Friday, July 31, 2009

What Do You Do With a Med Student?

One of the most exciting things for me about making the transition from student to resident is that I am now formally in a teaching role. Interns have more contact with medical students than any other member of the health care team, which means we're responsible for making sure they learn what they need to learn, as well as trying to model "good doctor" behaviors.

When I think about the interns I really enjoyed working with, they gave me leeway to actually do stuff on my own patients, tried to involve me in formulating the plan for a patient, gave me credit for work I did, and occasionally gave me knowledge that was useful for the upcoming exams. Now that I'm on the other side of the interaction and trying to behave the same way, I've made a perhaps-unsurprising discovery -- teaching well is hard.

As a student, I assumed my interns were fountains of medical knowledge. After all, I knew X, Y, and Z from my lectures and my nightly readings, so they must already have the same things memorized. I was wrong. Medical students, please take note: particularly in the summer, your intern does not know jack. Students have time and motivation to read in detail and memorize diagnostic criteria, subtle points of pharmacology, and so forth, and they have weekly lectures to cover these same topics. I use that same time to fill out paperwork and plan my wedding. Moreover, the older I get, the less appealing I find the idea of spending an evening memorizing lists. Hence, on most topics, the medical student actually knows the correct answer, whereas the intern does not. (I presume I, as an obsessive reader, must have driven my interns mildly nuts.) As a result, the med student can actually be profoundly threatening to one's ego. After you've been shown up two or three times a day by someone who's really just average for his/her class, there's certainly an urge to divert the pesky little twerp onto a many-hours-long paperwork or telephone task. Or, in some of the less gently specialties, to provide a few cutting remarks that make clear students should be seen and not heard.

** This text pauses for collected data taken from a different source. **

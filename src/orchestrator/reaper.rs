//! Stale-task repair, invoked opportunistically on session access.
//!
//! A task can be left `running` forever when the process instance that
//! owned its run is lost (crash, restart) before a terminal transition.
//! Rather than running a background timer, the repair happens lazily
//! whenever any observer (re)selects the session: if the record is stale
//! it is forced back to `idle` and a single corrective `task_status`
//! broadcast goes out before control returns to the caller.
//!
//! This is the only path that moves a task out of `running` without
//! going through the execution engine.

use chrono::Utc;
use tracing::info;

use crate::hub::WatcherHub;
use crate::models::event::SessionEvent;
use crate::models::task::TaskStatus;
use crate::orchestrator::registry::TaskRegistry;

/// Repair the session's task if it looks abandoned.
///
/// Returns `true` when a repair happened (and the corrective broadcast
/// was sent).
#[must_use]
pub fn repair_if_stale(registry: &TaskRegistry, hub: &WatcherHub, session_id: &str) -> bool {
    if !registry.repair_stale(session_id, Utc::now()) {
        return false;
    }

    info!(session_id, "repaired stale running task");
    hub.broadcast(
        session_id,
        &SessionEvent::TaskStatus {
            session_id: session_id.to_owned(),
            status: TaskStatus::Idle,
        },
        None,
    );
    true
}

Neither of those options being entirely palatable, I've had to find a new approach: teach primarily on things that aren't psychiatry. See, they may have all those lectures and do all that reading, but 99% of them focus it on the specialty at hand, since that's what the end-of-rotation test covers. It turns out there's a reason we still have MD/DO psychiatrists and haven't abandoned the field to PhDs -- there is a lot of general medical knowledge needed to competently diagnose patients and use these drugs, especially in the inpatient setting. Maybe I don't always know the side effects of every antipsychotic, but I can recognize common abnormalities on EKGs, I know how to interpret serum electrolytes, and I know a little bit about drug-drug interactions. Plus, I can try to teach that elusive skill of "efficiency", which separates the resident who sees his/her family from the one who truly does live in the hospital. Of course "efficiency" does often mean "OK, I'll write the note and the orders that I'm legally required to do, you do the phone calls and fax this prescription", i.e. a whole lot of scut.

I'll be really interested to see how the evaluations come back for these first few months -- I'm trying to give them responsibility and help them mature from students into doctors, but that also involves assigning them a lot of work and introducing them to the high-speed pace of modern medicine. Either I'm being a good mentor, or a slave driver, and I'm not sure which.